University policy outlines a range of behaviors that are prohibited under the Sexual Misconduct Policy. These behaviors may also be a violation of the Colorado law. People who are impacted by these kinds of abuses have options for reporting to law enforcement or the university.

What is Sexual Misconduct?

  • Sexual assault, exploitation, and harassment
    • Any unwelcome conduct of a sexual nature, sexual contact, or sexual penetration without affirmative consent or through use of coercion or force. Examples can include:
      • Vaginal or anal penetration and any contact between a mouth and genitals that is not consensual.
      • Non-consensual recording of sexual activity, invasion of sexual privacy, or distributing photographs of another person's intimate parts.
      • Unwelcome sexual advances, requests for sexual favors and other verbal, non-verbal, or physical conduct of a sexual nature.
      • Learn more about supporting a male friend who is sexually assaulted.
  • Intimate partner abuse
    • Behaviors in an intimate, sexual, dating, partnered or marital relationship directed at a person that are controlling, demeaning, intimidating or threatening. This includes threats, assault, violence, property damage, and violence or threat of violence to one's self or to the loved ones of the person when used as a method of coercion, control, punishment, intimidation, or revenge. Read more about healthy, unhealthy and abusive relationships. Or visit Love Is Respect to to learn more.
  • Stalking
    • A pattern of conduct directed at someone that would cause them to fear for their own safety or the safety of others or suffer substantial emotional distress, including causing a person to alter their daily activities.

Learn more about consent

CU Boulder has an affirmative consent standard. This means that consent for sexual activity must be clear, knowing, and voluntary. Consent must include words or actions that create mutually understandable, clear permission conveying acceptance of the conditions of the sexual activity and willingness to engage in the sexual activity. Consent conveys enthusiastic participation.

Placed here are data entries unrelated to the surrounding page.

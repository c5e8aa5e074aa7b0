//! Reading a directory of text files into `(DocId, text)` pairs.

use crate::error::{Result, SearchError};
use crate::index::DocId;
use std::fs;
use std::path::{Path, PathBuf};
use walkdir::WalkDir;

#[derive(Debug, Clone)]
pub struct CorpusOptions {
    /// Extensions (without the dot) of files to index.
    pub extensions: Vec<String>,
    pub recursive: bool,
}

impl Default for CorpusOptions {
    fn default() -> Self {
        Self { extensions: vec!["txt".to_string()], recursive: false }
    }
}

#[derive(Debug, Default)]
pub struct Corpus {
    /// Sorted by id.
    pub documents: Vec<(DocId, String)>,
    /// Files that matched but could not be read, with the reason.
    pub skipped: Vec<(PathBuf, String)>,
}

pub fn load_corpus<P: AsRef<Path>>(root: P, options: &CorpusOptions) -> Result<Corpus> {
    let root = root.as_ref();
    if !root.is_dir() {
        return Err(SearchError::Corpus(format!("{} is not a directory", root.display())));
    }

    let mut walker = WalkDir::new(root).min_depth(1);
    if !options.recursive {
        walker = walker.max_depth(1);
    }

    let mut corpus = Corpus::default();
    for entry in walker.into_iter() {
        let entry = match entry {
            Ok(e) => e,
            Err(e) => {
                tracing::warn!(error = %e, "skipping unreadable corpus entry");
                continue;
            }
        };
        let path = entry.path();
        if !entry.file_type().is_file() || !has_extension(path, &options.extensions) {
            continue;
        }
        let Some(doc_id) = doc_id_for(root, path) else {
            continue;
        };
        match fs::read(path) {
            Ok(bytes) => corpus.documents.push((doc_id, String::from_utf8_lossy(&bytes).into_owned())),
            Err(e) => {
                tracing::warn!(path = %path.display(), error = %e, "skipping unreadable document");
                corpus.skipped.push((path.to_path_buf(), e.to_string()));
            }
        }
    }
    corpus.documents.sort_by(|a, b| a.0.cmp(&b.0));
    tracing::info!(documents = corpus.documents.len(), skipped = corpus.skipped.len(), root = %root.display(), "loaded corpus");
    Ok(corpus)
}

fn has_extension(path: &Path, extensions: &[String]) -> bool {
    match path.extension().and_then(|s| s.to_str()) {
        Some(ext) => extensions.iter().any(|e| e.eq_ignore_ascii_case(ext)),
        None => false,
    }
}

fn doc_id_for(root: &Path, path: &Path) -> Option<DocId> {
    let rel = path.strip_prefix(root).ok()?;
    let parts: Vec<String> = rel.components().map(|c| c.as_os_str().to_string_lossy().into_owned()).collect();
    if parts.is_empty() { None } else { Some(parts.join("/")) }
}
use anyhow::Result;
use clap::Parser;
use seeker_core::corpus::CorpusOptions;
use seeker_core::{EngineConfig, NormalizerKind, SearchEngine, WeightingScheme};
use server::{build_app, resolve_config, spawn_index_build, ConfigOverrides};
use std::net::SocketAddr;
use std::path::PathBuf;
use std::sync::Arc;
use tokio::net::TcpListener;
use tracing_subscriber::{fmt, EnvFilter};

#[derive(Parser)]
struct Args {
    /// Corpus directory
    #[arg(long, default_value = "./corpus")]
    corpus: PathBuf,
    /// Descend into subdirectories
    #[arg(long, default_value_t = false)]
    recursive: bool,
    /// Host to bind
    #[arg(long, default_value = "0.0.0.0")]
    host: String,
    /// Port to bind
    #[arg(long, default_value_t = 8080)]
    port: u16,
    /// Engine configuration file (JSON); flags below override it
    #[arg(long)]
    config: Option<PathBuf>,
    #[arg(long, env = "SEEKER_NORMALIZER")]
    normalizer: Option<NormalizerKind>,
    #[arg(long, env = "SEEKER_SCHEME")]
    scheme: Option<WeightingScheme>,
    #[arg(long, env = "SEEKER_TOP_K")]
    top_k: Option<usize>,
    #[arg(long, env = "SEEKER_PARALLEL", default_value_t = false)]
    parallel: bool,
}

#[tokio::main]
async fn main() -> Result<()> {
    fmt().with_env_filter(EnvFilter::from_default_env()).init();
    let args = Args::parse();

    let base = match &args.config {
        Some(path) => EngineConfig::from_json_file(path)?,
        None => EngineConfig::default(),
    };
    let overrides = ConfigOverrides {
        normalizer: args.normalizer,
        scheme: args.scheme,
        top_k: args.top_k,
        parallel: args.parallel,
    };
    let config = resolve_config(base, &overrides)?;

    let engine = Arc::new(SearchEngine::new(config));
    let options = CorpusOptions { recursive: args.recursive, ..CorpusOptions::default() };
    spawn_index_build(engine.clone(), args.corpus.clone(), options);

    let app = build_app(engine);
    let addr: SocketAddr = format!("{}:{}", args.host, args.port).parse()?;
    let listener = TcpListener::bind(addr).await?;
    tracing::info!(%addr, "server listening");
    axum::serve(listener, app).await?;
    Ok(())
}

  • Consent must be clearly established through words or actions.
  • A person who does not want to consent to sex is not required to resist.
  • Consent to some forms of sexual activity does not imply consent to other sexual activities.
  • Silence, previous sexual relationships, or the existence of a current relationship do not imply consent.
  • Consent cannot be implied by how someone is dressed or inferred from the giving or acceptance of gifts, a ride, money, or other items.
  • Consent can be withdrawn at any time during sexual activity and need not be a verbal withdrawal, as long as it is conveyed clearly.
  • Under Colorado law, a person under the age of 15 cannot legally consent to sex with someone who is 4 or more years older than they are. A person who is 15 or 16 cannot legally consent to sex with someone who is more than 10 years older. 

Incapacitation is when a person is unable to give consent due to effects of alcohol or other drug use, or other factors such as sleep, illness, or disability.

Incapacitation is a state where a person cannot make a rational, reasonable decision because they lack the capacity to understand the who, what, when, where, why, or how of a sexual interaction. The use of alcohol or drugs, in and of itself, does not render a person incapacitated, nor is it a defense against an allegation of sexual misconduct. 

Signs of incapacitation that would indicate a person is unable to consent:

  • Disorientation, this could include, a person losing track of where they are or who they are with, being confused or unable to remember basic information, or repeating themselves (lack of short-term memory)
  • Loss of motor control, which means a person may not be able to do basic things like insert a key in a lock, not be able to get something out of a wallet, not be able to dress or undress themselves, or walk on their own
  • Unconsciousness, including being asleep or passed out

These factors are used to determine a person's capacity to consent to sexual activity. 

When is someone required to report?

All employees who have the authority to hire, promote, discipline, evaluate, grade, formally advise, or direct faculty, staff or students are considered "responsible employees" and are required to report to OIEC.

  • A responsible employee who becomes aware of sexual misconduct (including sexual assault, exploitation and harassment, intimate partner abuse, and stalking), discrimination, or harassment involving any member of the CU community must report it to OIEC.
  • This applies whether the member of our community is the person who was subjected to the misconduct or the person accused of the misconduct.
  • This applies regardless of where or when an incident occurred, including if it occurred off campus and/or before they were a member of the campus community.
  • This applies regardless of how the information was conveyed to a responsible employee (whether spoken, written, or through a third party).

The purpose of mandatory reporting is to ensure safety, offer support and resources (such as the Office of Victim Assistance), understand the scope of the concern, and to get the behavior to stop.